- Despite FQ4 earnings beat , Stride ( NYSE: LRN ) shares plunged on ambiguous FY2023 outlook.
- The company saw revenue growth of 14.5%, Adjusted operating income growth of 59.8% and net income growth of ~168%.
- Total career learning revenue grew 73.3% Y/Y.
- The company expects career learning business will have strong enrollment growth in FY2023.
- FY2023 tax rate will be in line with FY2022.

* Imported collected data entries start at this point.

//! View state produced by a search and the sink it is published to.

use std::sync::Arc;

use serde::{Deserialize, Serialize};
use tokio::sync::watch;

use crate::persona::Persona;

/// Outcome flag driving conditional rendering.
///
/// Serializes as the integer (`1` / `0`) that templates branch on.
#[derive(Debug, Clone, Copy, PartialEq, Eq, Serialize, Deserialize)]
#[serde(into = "u8", try_from = "u8")]
#[repr(u8)]
pub enum Found {
    NotFound = 0,
    Found = 1,
}

impl Found {
    /// Integer value of the flag.
    pub fn as_flag(self) -> u8 {
        self as u8
    }
}

impl From<Found> for u8 {
    fn from(found: Found) -> Self {
        found.as_flag()
    }
}

impl TryFrom<u8> for Found {
    type Error = String;

    fn try_from(value: u8) -> Result<Self, Self::Error> {
        match value {
            0 => Ok(Found::NotFound),
            1 => Ok(Found::Found),
            other => Err(format!("invalid found flag: {}", other)),
        }
    }
}

/// Everything a renderer needs after a search.
///
/// The record list and the flag are only ever replaced together: use
/// [`ViewState::found`] or [`ViewState::not_found`] to build one.
#[derive(Debug, Clone, Default, PartialEq, Eq, Serialize)]
pub struct ViewState {
    personas: Vec<Persona>,
    found: Option<Found>,
}

impl ViewState {
    /// State before any search has completed.
    pub fn idle() -> Self {
        Self::default()
    }

    /// A successful lookup: exactly one record, flag set to found.
    pub fn found(persona: Persona) -> Self {
        Self {
            personas: vec![persona],
            found: Some(Found::Found),
        }
    }

    /// A failed lookup: no records, flag set to not found.
    pub fn not_found() -> Self {
        Self {
            personas: Vec::new(),
            found: Some(Found::NotFound),
        }
    }

    /// Records to display (zero or one).
    pub fn personas(&self) -> &[Persona] {
        &self.personas
    }

    /// The flag, or `None` if no search has completed yet.
    pub fn found_flag(&self) -> Option<Found> {
        self.found
    }

    /// Whether the last applied search found a record.
    pub fn is_found(&self) -> bool {
        self.found == Some(Found::Found)
    }

    /// Whether no search has completed yet.
    pub fn is_idle(&self) -> bool {
        self.found.is_none()
    }
}

/// Receives every view state the search controller applies.
pub trait ViewSink: Send + Sync {
    /// Replace whatever is currently displayed with `state`.
    fn publish(&self, state: ViewState);
}

impl ViewSink for watch::Sender<ViewState> {
    fn publish(&self, state: ViewState) {
        // Keeps the latest value even while nobody is subscribed.
        self.send_replace(state);
    }
}

impl<S: ViewSink + ?Sized> ViewSink for Arc<S> {
    fn publish(&self, state: ViewState) {
        (**self).publish(state)
    }
}

impl<S: ViewSink + ?Sized> ViewSink for &S {
    fn publish(&self, state: ViewState) {
        (**self).publish(state)
    }
}
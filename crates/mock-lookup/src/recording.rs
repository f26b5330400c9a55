//! Recording view - keeps every published state.

use std::sync::Mutex;

use padron_core::{ViewSink, ViewState};

/// A view sink that records every state it receives, oldest first.
#[derive(Debug, Default)]
pub struct RecordingView {
    states: Mutex<Vec<ViewState>>,
}

impl RecordingView {
    pub fn new() -> Self {
        Self::default()
    }

    /// Every published state, oldest first.
    pub fn states(&self) -> Vec<ViewState> {
        self.states
            .lock()
            .unwrap_or_else(|poisoned| poisoned.into_inner())
            .clone()
    }

    /// The most recently published state, if any.
    pub fn last(&self) -> Option<ViewState> {
        self.states
            .lock()
            .unwrap_or_else(|poisoned| poisoned.into_inner())
            .last()
            .cloned()
    }
}

impl ViewSink for RecordingView {
    fn publish(&self, state: ViewState) {
        self.states
            .lock()
            .unwrap_or_else(|poisoned| poisoned.into_inner())
            .push(state);
    }
}
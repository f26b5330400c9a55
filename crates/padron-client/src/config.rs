//! Configuration types for padron-client.

use std::env;

use crate::error::ClientError;

/// Default backend base URL.
pub const DEFAULT_BASE_URL: &str = "http://localhost:8080";

/// Environment variable holding the backend base URL.
pub const BASE_URL_ENV: &str = "PADRON_URL";

/// Configuration for connecting to the padron backend.
#[derive(Debug, Clone)]
pub struct ClientConfig {
    /// Base URL of the backend (e.g., "http://localhost:8080").
    pub base_url: String,
}

impl ClientConfig {
    /// Create a new configuration with the given base URL.
    pub fn new(base_url: impl Into<String>) -> Self {
        Self {
            base_url: base_url.into(),
        }
    }

    /// Create configuration from environment variables.
    ///
    /// Optional (with defaults):
    /// - `PADRON_URL` - Default: http://localhost:8080
    pub fn from_env() -> Result<Self, ClientError> {
        let base_url = env::var(BASE_URL_ENV).unwrap_or_else(|_| DEFAULT_BASE_URL.to_string());
        let config = Self::new(base_url);
        config.validate()?;
        Ok(config)
    }

    /// Check that the base URL is usable.
    pub fn validate(&self) -> Result<(), ClientError> {
        let url = self.base_url.trim();
        if url.is_empty() {
            return Err(ClientError::Config("base URL is empty".to_string()));
        }
        if !(url.starts_with("http://") || url.starts_with("https://")) {
            return Err(ClientError::Config(format!(
                "base URL must start with http:// or https://: {}",
                url
            )));
        }
        Ok(())
    }

    /// Get the persona endpoint URL for an identity.
    ///
    /// The identity is percent-encoded as a single path segment, so input the
    /// normalizer passed through (spaces, slashes, `?`) cannot alter the path.
    pub fn persona_url(&self, cedula: &str) -> String {
        format!(
            "{}/persona/{}",
            self.base_url.trim().trim_end_matches('/'),
            urlencoding::encode(cedula)
        )
    }
}

impl Default for ClientConfig {
    fn default() -> Self {
        Self::new(DEFAULT_BASE_URL)
    }
}
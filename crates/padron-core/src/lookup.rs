//! The lookup capability the search controller depends on.

use async_trait::async_trait;

use crate::error::LookupError;
use crate::persona::Persona;

/// Something that can resolve a canonical identity to a persona record.
///
/// Implementations range from the HTTP client in `padron-client` to the
/// in-memory lookups in `mock-lookup`. This trait is object-safe and can be
/// used with `Box<dyn PersonaLookup>`.
#[async_trait]
pub trait PersonaLookup: Send + Sync {
    /// Look up a single persona by canonical identity.
    ///
    /// The identity is passed as produced by the normalizer, which may be
    /// arbitrary user text for input it did not recognize.
    async fn find_persona(&self, cedula: &str) -> Result<Persona, LookupError>;

    /// Get a human-readable name for this lookup implementation.
    fn name(&self) -> &str;
}

#[async_trait]
impl<L: PersonaLookup + ?Sized> PersonaLookup for std::sync::Arc<L> {
    async fn find_persona(&self, cedula: &str) -> Result<Persona, LookupError> {
        (**self).find_persona(cedula).await
    }

    fn name(&self) -> &str {
        (**self).name()
    }
}

#[async_trait]
impl<L: PersonaLookup + ?Sized> PersonaLookup for Box<L> {
    async fn find_persona(&self, cedula: &str) -> Result<Persona, LookupError> {
        (**self).find_persona(cedula).await
    }

    fn name(&self) -> &str {
        (**self).name()
    }
}
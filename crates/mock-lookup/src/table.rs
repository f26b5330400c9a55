//! Static lookup - answers from a fixed table of personas.

use std::collections::HashMap;
use std::sync::Mutex;

use padron_core::{async_trait, LookupError, Persona, PersonaLookup};

/// A lookup that answers from an in-memory table keyed by cédula.
///
/// Unknown identities fail with [`LookupError::NotFound`]. Every identity the
/// lookup was asked for is recorded, in order, so tests can check what the
/// controller dispatched.
#[derive(Debug, Default)]
pub struct StaticLookup {
    personas: HashMap<String, Persona>,
    requests: Mutex<Vec<String>>,
}

impl StaticLookup {
    /// Create an empty lookup; every search fails.
    pub fn new() -> Self {
        Self::default()
    }

    /// Builder method to add a persona, keyed by its `cedula` field.
    pub fn with_persona(mut self, persona: Persona) -> Self {
        self.insert(persona);
        self
    }

    /// Add or replace a persona, keyed by its `cedula` field.
    pub fn insert(&mut self, persona: Persona) {
        self.personas.insert(persona.cedula.clone(), persona);
    }

    /// A small table for offline demos.
    pub fn sample() -> Self {
        Self::new()
            .with_persona(Persona {
                cedula: "102340567".to_string(),
                nombre: "MARIA JOSE".to_string(),
                apellido1: "ROJAS".to_string(),
                apellido2: "CHAVES".to_string(),
                centro: "ESCUELA REPUBLICA DE CHILE".to_string(),
                direccion: "COSTADO NORTE DEL PARQUE".to_string(),
                url: String::new(),
                provincia: "SAN JOSE".to_string(),
                canton: "CENTRAL".to_string(),
                distrito: "HOSPITAL".to_string(),
                mesa: Some("0124".to_string()),
            })
            .with_persona(Persona {
                cedula: "203450678".to_string(),
                nombre: "CARLOS".to_string(),
                apellido1: "SOLANO".to_string(),
                apellido2: "ARIAS".to_string(),
                centro: "LICEO DE ALAJUELA".to_string(),
                direccion: "200 M SUR DE LA CATEDRAL".to_string(),
                url: String::new(),
                provincia: "ALAJUELA".to_string(),
                canton: "CENTRAL".to_string(),
                distrito: "ALAJUELA".to_string(),
                mesa: None,
            })
    }

    /// Number of personas in the table.
    pub fn len(&self) -> usize {
        self.personas.len()
    }

    /// Whether the table is empty.
    pub fn is_empty(&self) -> bool {
        self.personas.is_empty()
    }

    /// Identities requested so far, oldest first.
    pub fn requests(&self) -> Vec<String> {
        self.requests
            .lock()
            .unwrap_or_else(|poisoned| poisoned.into_inner())
            .clone()
    }
}

#[async_trait]
impl PersonaLookup for StaticLookup {
    async fn find_persona(&self, cedula: &str) -> Result<Persona, LookupError> {
        self.requests
            .lock()
            .unwrap_or_else(|poisoned| poisoned.into_inner())
            .push(cedula.to_string());

        self.personas
            .get(cedula)
            .cloned()
            .ok_or_else(|| LookupError::NotFound(cedula.to_string()))
    }

    fn name(&self) -> &str {
        "StaticLookup"
    }
}

#[cfg(test)]
mod tests {
    use super::*;

    #[tokio::test]
    async fn test_known_persona_is_found() {
        let lookup = StaticLookup::sample();
        let persona = lookup.find_persona("102340567").await.unwrap();
        assert_eq!(persona.nombre, "MARIA JOSE");
    }

    #[tokio::test]
    async fn test_unknown_persona_is_not_found() {
        let lookup = StaticLookup::new();
        let err = lookup.find_persona("123456789").await.unwrap_err();
        assert!(matches!(err, LookupError::NotFound(ref id) if id == "123456789"));
    }

    #[tokio::test]
    async fn test_requests_are_recorded() {
        let lookup = StaticLookup::sample();
        let _ = lookup.find_persona("1").await;
        let _ = lookup.find_persona("203450678").await;
        assert_eq!(lookup.requests(), vec!["1", "203450678"]);
    }

    #[test]
    fn test_insert_replaces_existing() {
        let mut lookup = StaticLookup::sample();
        assert_eq!(lookup.len(), 2);
        lookup.insert(Persona {
            cedula: "102340567".to_string(),
            ..Default::default()
        });
        assert_eq!(lookup.len(), 2);
        assert!(!lookup.is_empty());
    }

    #[test]
    fn test_lookup_name() {
        assert_eq!(StaticLookup::new().name(), "StaticLookup");
    }
}
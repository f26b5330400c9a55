//! Core types for the padron cédula lookup client.
//!
//! This crate holds the logic shared by every front end:
//!
//! - [`cedula`] - Normalization of user-typed identity numbers
//! - [`Persona`] - The record returned by the backend
//! - [`PersonaLookup`] - The trait lookup backends implement
//! - [`SearchController`] - Normalizes, dispatches and publishes a [`ViewState`]
//!
//! # Example
//!
//! ```rust
//! use padron_core::{async_trait, LookupError, Persona, PersonaLookup, SearchController, ViewState};
//! use tokio::sync::watch;
//!
//! struct Nobody;
//!
//! #[async_trait]
//! impl PersonaLookup for Nobody {
//!     async fn find_persona(&self, cedula: &str) -> Result<Persona, LookupError> {
//!         Err(LookupError::NotFound(cedula.to_string()))
//!     }
//!
//!     fn name(&self) -> &str {
//!         "Nobody"
//!     }
//! }
//!
//! # #[tokio::main(flavor = "current_thread")]
//! # async fn main() {
//! let (tx, rx) = watch::channel(ViewState::idle());
//! let controller = SearchController::new(Nobody, tx);
//!
//! controller.search("1-2345-6789").await;
//! assert_eq!(*rx.borrow(), ViewState::not_found());
//! # }
//! ```

pub mod cedula;
mod controller;
mod error;
mod lookup;
mod persona;
mod view;

pub use cedula::{classify, normalize, normalize_with_form, CedulaForm};
pub use controller::{ResponsePolicy, SearchController, SearchOutcome};
pub use error::LookupError;
pub use lookup::PersonaLookup;
pub use persona::Persona;
pub use view::{Found, ViewSink, ViewState};

// Re-export async_trait for convenience
pub use async_trait::async_trait;
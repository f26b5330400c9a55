//! The record returned by the padron backend.

use serde::{Deserialize, Serialize};

/// A registered voter and the voting centre assigned to them.
///
/// The backend serializes its struct with exported Go field names, so keys
/// are PascalCase. Every field defaults when missing; older servers do not
/// send `Mesa`.
#[derive(Debug, Clone, Default, PartialEq, Eq, Serialize, Deserialize)]
#[serde(rename_all = "PascalCase", default)]
pub struct Persona {
    /// Canonical identity number.
    pub cedula: String,
    /// Given name(s).
    pub nombre: String,
    /// First surname.
    pub apellido1: String,
    /// Second surname.
    pub apellido2: String,
    /// Voting centre name.
    pub centro: String,
    /// Voting centre address.
    pub direccion: String,
    /// Map link for the voting centre.
    pub url: String,
    pub provincia: String,
    pub canton: String,
    pub distrito: String,
    /// Voting table number.
    #[serde(skip_serializing_if = "Option::is_none")]
    pub mesa: Option<String>,
}

impl Persona {
    /// Given names followed by both surnames, skipping empty parts.
    pub fn full_name(&self) -> String {
        [
            self.nombre.as_str(),
            self.apellido1.as_str(),
            self.apellido2.as_str(),
        ]
        .iter()
        .map(|part| part.trim())
        .filter(|part| !part.is_empty())
        .collect::<Vec<_>>()
        .join(" ")
    }

    /// `Provincia / Canton / Distrito`, skipping empty parts.
    pub fn location(&self) -> String {
        [
            self.provincia.as_str(),
            self.canton.as_str(),
            self.distrito.as_str(),
        ]
        .iter()
        .map(|part| part.trim())
        .filter(|part| !part.is_empty())
        .collect::<Vec<_>>()
        .join(" / ")
    }
}
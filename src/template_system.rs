// src/template_system.rs
//! Template catalog: numeric template ids mapped to `.pptx` files.

use serde::{Deserialize, Serialize};
use std::collections::BTreeMap;
use std::fs;
use std::path::{Path, PathBuf};
use tracing::{info, warn};

use crate::core::config_manager::DEFAULT_PROFILE;
use crate::error::ConfigError;

pub const CATALOG_FILE: &str = "catalog.toml";

#[derive(Debug, Clone, Serialize, Deserialize)]
pub struct TemplateEntry {
    pub id: u32,
    pub file: String,
    #[serde(default)]
    pub description: String,
    #[serde(default)]
    pub profile: Option<String>,
}

impl TemplateEntry {
    fn builtin(id: u32, file: &str, description: &str) -> Self {
        Self {
            id,
            file: file.to_string(),
            description: description.to_string(),
            profile: None,
        }
    }

    pub fn profile_name(&self) -> &str {
        self.profile.as_deref().unwrap_or(DEFAULT_PROFILE)
    }
}

#[derive(Debug, Deserialize)]
struct CatalogFile {
    #[serde(default, rename = "template")]
    templates: Vec<TemplateEntry>,
}

/// A catalog entry whose file was found on disk.
#[derive(Debug, Clone)]
pub struct ResolvedTemplate {
    pub entry: TemplateEntry,
    pub path: PathBuf,
}

/// Listing row for `GET /templates`.
#[derive(Debug, Clone, Serialize)]
pub struct TemplateInfo {
    pub id: u32,
    pub file: String,
    pub description: String,
    pub profile: String,
    pub available: bool,
}

#[derive(Debug, Clone)]
pub struct TemplateCatalog {
    templates_dir: PathBuf,
    entries: BTreeMap<u32, TemplateEntry>,
}

impl TemplateCatalog {
    /// Read `catalog.toml` from `templates_dir`, or fall back to the built-in catalog.
    pub fn load(templates_dir: &Path) -> Result<Self, ConfigError> {
        let catalog_path = templates_dir.join(CATALOG_FILE);

        let entries = if catalog_path.exists() {
            let content = fs::read_to_string(&catalog_path).map_err(|e| ConfigError::Catalog {
                path: catalog_path.clone(),
                reason: e.to_string(),
            })?;
            let parsed: CatalogFile = toml::from_str(&content).map_err(|e| ConfigError::Catalog {
                path: catalog_path.clone(),
                reason: e.to_string(),
            })?;
            info!(
                "Loaded {} templates from {}",
                parsed.templates.len(),
                catalog_path.display()
            );
            parsed.templates
        } else {
            info!(
                "No {} in {}, using built-in catalog",
                CATALOG_FILE,
                templates_dir.display()
            );
            Self::builtin_entries()
        };

        Ok(Self::from_entries(templates_dir, entries))
    }

    pub fn from_entries(templates_dir: &Path, entries: Vec<TemplateEntry>) -> Self {
        let mut map = BTreeMap::new();
        for entry in entries {
            if entry.id == 0 {
                warn!("Ignoring template entry with id 0 ({})", entry.file);
                continue;
            }
            if let Some(previous) = map.insert(entry.id, entry) {
                warn!("Duplicate template id {}, replacing {}", previous.id, previous.file);
            }
        }

        Self {
            templates_dir: templates_dir.to_path_buf(),
            entries: map,
        }
    }

    fn builtin_entries() -> Vec<TemplateEntry> {
        vec![
            TemplateEntry::builtin(1, "Plantilla_oficial_1_verde.pptx", "Official green layout"),
            TemplateEntry::builtin(2, "Template_2_moderno.pptx", "Modern layout"),
            TemplateEntry::builtin(3, "Template_3_oficial.pptx", "Official layout, variant 3"),
            TemplateEntry::builtin(
                10,
                "Currículum Vitae Cv de Marketing Minimalista Beige (2).pptx",
                "Minimal beige marketing layout",
            ),
        ]
    }

    pub fn templates_dir(&self) -> &Path {
        &self.templates_dir
    }

    pub fn ids(&self) -> Vec<u32> {
        self.entries.keys().copied().collect()
    }

    pub fn get(&self, id: u32) -> Option<&TemplateEntry> {
        self.entries.get(&id)
    }

    /// Resolve a raw selector, falling back to `default` when it is blank.
    pub fn resolve(
        &self,
        selector: Option<&str>,
        default: Option<&str>,
    ) -> Result<ResolvedTemplate, ConfigError> {
        let raw = selector
            .map(str::trim)
            .filter(|s| !s.is_empty())
            .or_else(|| default.map(str::trim).filter(|s| !s.is_empty()))
            .ok_or(ConfigError::MissingSelector)?;

        let id = parse_selector(raw)?;
        let entry = self
            .entries
            .get(&id)
            .ok_or_else(|| ConfigError::UnknownTemplate {
                id,
                known: self.ids(),
            })?;

        let path = self.templates_dir.join(&entry.file);
        if !path.is_file() {
            return Err(ConfigError::TemplateFileMissing {
                file: entry.file.clone(),
                dir: self.templates_dir.clone(),
                available: self.available_files(),
            });
        }

        Ok(ResolvedTemplate {
            entry: entry.clone(),
            path,
        })
    }

    /// `.pptx` files present in the templates directory, sorted.
    pub fn available_files(&self) -> Vec<String> {
        let Ok(entries) = fs::read_dir(&self.templates_dir) else {
            return Vec::new();
        };

        let mut files: Vec<String> = entries
            .filter_map(|entry| entry.ok())
            .filter_map(|entry| entry.file_name().to_str().map(str::to_string))
            .filter(|name| name.to_lowercase().ends_with(".pptx"))
            .collect();
        files.sort();
        files
    }

    pub fn list(&self) -> Vec<TemplateInfo> {
        self.entries
            .values()
            .map(|entry| TemplateInfo {
                id: entry.id,
                file: entry.file.clone(),
                description: entry.description.clone(),
                profile: entry.profile_name().to_string(),
                available: self.templates_dir.join(&entry.file).is_file(),
            })
            .collect()
    }
}

fn parse_selector(raw: &str) -> Result<u32, ConfigError> {
    // "2.0" and "02" both arrive from spreadsheet-backed forms
    let number: f64 = raw.parse().map_err(|_| ConfigError::InvalidSelector {
        raw: raw.to_string(),
    })?;
    if !number.is_finite() || number < 1.0 || number.fract() != 0.0 || number > u32::MAX as f64 {
        return Err(ConfigError::InvalidSelector {
            raw: raw.to_string(),
        });
    }
    Ok(number as u32)
}

#[cfg(test)]
mod tests {
    use super::*;
    use tempfile::TempDir;

    fn dir_with(files: &[&str]) -> TempDir {
        let dir = TempDir::new().unwrap();
        for file in files {
            fs::write(dir.path().join(file), b"PK").unwrap();
        }
        dir
    }

    #[test]
    fn test_builtin_catalog_when_no_file() {
        let dir = dir_with(&["Template_2_moderno.pptx"]);
        let catalog = TemplateCatalog::load(dir.path()).unwrap();
        assert_eq!(catalog.ids(), vec![1, 2, 3, 10]);

        let resolved = catalog.resolve(Some(" 2 "), None).unwrap();
        assert_eq!(resolved.entry.file, "Template_2_moderno.pptx");
        assert_eq!(resolved.entry.profile_name(), "default");
    }

    #[test]
    fn test_catalog_file_is_read() {
        let dir = dir_with(&["a.pptx"]);
        fs::write(
            dir.path().join(CATALOG_FILE),
            "[[template]]\nid = 7\nfile = \"a.pptx\"\ndescription = \"A\"\nprofile = \"compact\"\n",
        )
        .unwrap();

        let catalog = TemplateCatalog::load(dir.path()).unwrap();
        let resolved = catalog.resolve(None, Some("7")).unwrap();
        assert_eq!(resolved.entry.profile_name(), "compact");
        assert!(resolved.path.ends_with("a.pptx"));
        assert!(catalog.list()[0].available);
    }

    #[test]
    fn test_malformed_catalog_is_config_error() {
        let dir = dir_with(&[]);
        fs::write(dir.path().join(CATALOG_FILE), "[[template]]\nid = \"x\"\n").unwrap();
        assert!(matches!(
            TemplateCatalog::load(dir.path()),
            Err(ConfigError::Catalog { .. })
        ));
    }

    #[test]
    fn test_selector_errors() {
        let dir = dir_with(&["other.pptx"]);
        let catalog = TemplateCatalog::load(dir.path()).unwrap();

        assert!(matches!(catalog.resolve(None, None), Err(ConfigError::MissingSelector)));
        assert!(matches!(catalog.resolve(Some("  "), Some("")), Err(ConfigError::MissingSelector)));
        assert!(matches!(
            catalog.resolve(Some("abc"), None),
            Err(ConfigError::InvalidSelector { .. })
        ));
        assert!(matches!(
            catalog.resolve(Some("0"), None),
            Err(ConfigError::InvalidSelector { .. })
        ));
        assert!(matches!(
            catalog.resolve(Some("5"), None),
            Err(ConfigError::UnknownTemplate { id: 5, .. })
        ));
        match catalog.resolve(Some("1.0"), None) {
            Err(ConfigError::TemplateFileMissing { available, .. }) => {
                assert_eq!(available, vec!["other.pptx"]);
            }
            other => panic!("expected missing file, got {other:?}"),
        }
    }
}
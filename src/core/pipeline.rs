// src/core/pipeline.rs
//! Normalization pipeline: raw submission in, complete fitted field map out.

use serde_json::Value;
use std::collections::BTreeMap;

use crate::app_log;
use crate::config::{BlockSpec, ListSpec, PhotoSpec, PipelineConfig};
use crate::core::field_resolver::{array_items, collect_indexed, resolve, resolve_opt, Record};
use crate::core::shape::{CanonicalRecord, SubmissionShape};
use crate::image_acquisition::{resolve_photo, ImageFetcher, PhotoSources};
use crate::text_fit::{split_items, TextFitter};
use crate::types::{NormalizationOutput, NormalizedFields};

/// Text half of the pipeline. Never suspends and never fails.
#[derive(Debug, Clone)]
pub struct TextStage {
    pub shape: SubmissionShape,
    pub text: BTreeMap<String, String>,
    pub photo_sources: PhotoSources,
}

pub fn normalize_text(submission: &Value, config: &PipelineConfig) -> TextStage {
    let canonical = CanonicalRecord::build(submission, config);
    let record = canonical.record();
    let fitter = TextFitter::new(config.clamp_enabled);

    let mut text = BTreeMap::new();

    for field in &config.fields {
        let raw = resolve(record, &field.candidates(), "");
        text.insert(field.key.clone(), fitter.fit(&raw, field.fit));
    }

    for block in &config.blocks {
        fit_block(record, block, &fitter, &mut text);
    }

    for list in &config.lists {
        let items = list_items(record, list);
        for (offset, item) in items.into_iter().take(list.slot_count).enumerate() {
            text.insert(list.slot_key(offset + 1), fitter.fit(&item, list.fit));
        }
    }

    for key in config.schema_keys() {
        text.entry(key).or_default();
    }

    TextStage {
        shape: canonical.shape().clone(),
        text,
        photo_sources: photo_sources(record, &config.photo),
    }
}

/// Run the full pipeline. Photo acquisition is the only step that awaits.
pub async fn normalize(
    submission: &Value,
    config: &PipelineConfig,
    fetcher: &ImageFetcher,
) -> NormalizationOutput {
    let stage = normalize_text(submission, config);
    let (photo, photo_outcome) = resolve_photo(&stage.photo_sources, fetcher).await;

    app_log!(
        debug,
        "Normalized {} fields from {:?} submission, photo: {}",
        stage.text.len(),
        stage.shape,
        photo_outcome.label()
    );

    NormalizationOutput {
        fields: NormalizedFields::new(stage.text, photo),
        photo_outcome,
        shape: stage.shape,
    }
}

fn fit_block(record: &Record, block: &BlockSpec, fitter: &TextFitter, out: &mut BTreeMap<String, String>) {
    for index in 1..=block.max_count {
        for field in &block.fields {
            let raw = resolve(record, &block.flat_candidates(index, field), "");
            out.insert(block.field_key(index, &field.name), fitter.fit(&raw, field.fit));
        }

        if let Some(bullets) = &block.bullets {
            for bullet in 1..=bullets.max_count {
                let key = block.bullet_key(index, bullet);
                let raw = resolve(record, &[key.as_str()], "");
                out.insert(key, fitter.fit(&raw, bullets.fit));
            }
        }
    }
}

/// Explicit array first, then indexed items, then the split free-text field.
fn list_items(record: &Record, list: &ListSpec) -> Vec<String> {
    let explicit = list
        .list_keys
        .iter()
        .filter_map(|key| record.get(key))
        .filter_map(array_items)
        .find(|items| !items.is_empty());
    if let Some(items) = explicit {
        return items;
    }

    let indexed = list
        .item_prefixes
        .iter()
        .map(|prefix| collect_indexed(record, prefix, list.slot_count))
        .find(|items| !items.is_empty());
    if let Some(items) = indexed {
        return items;
    }

    // a list key holding a plain string counts as free text too
    let free_text_keys: Vec<&String> = list.free_text_keys.iter().chain(&list.list_keys).collect();
    resolve_opt(record, &free_text_keys)
        .map(|text| split_items(&text))
        .unwrap_or_default()
}

fn photo_sources(record: &Record, spec: &PhotoSpec) -> PhotoSources {
    let url = resolve_opt(record, &spec.url_keys).or_else(|| {
        // file-upload fields arrive as an array of links
        spec.url_keys
            .iter()
            .filter_map(|key| record.get(key))
            .filter_map(array_items)
            .find_map(|items| items.into_iter().next())
    });

    PhotoSources {
        inline: resolve(record, &spec.inline_keys, ""),
        url: url.unwrap_or_default(),
    }
}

- CFO comment: We expect some inflationary impact to both instructional costs and SG&A in fiscal year ‘23. While some of the pressure will be offset by increased funding and continuing efficiency efforts we made the decision to fully fund salary increases for teachers and employees to ensure consistency and remain competitive in the labor market. This will result in a tightening of our margins in the short-term. However, we believe this is the right decision for our students and employees and will benefit us over the longer-term. We strongly believe in the long-term growth in demand for online education options, both for our full-time programs and General Education and Career Learning and the other new products we have been investing behind."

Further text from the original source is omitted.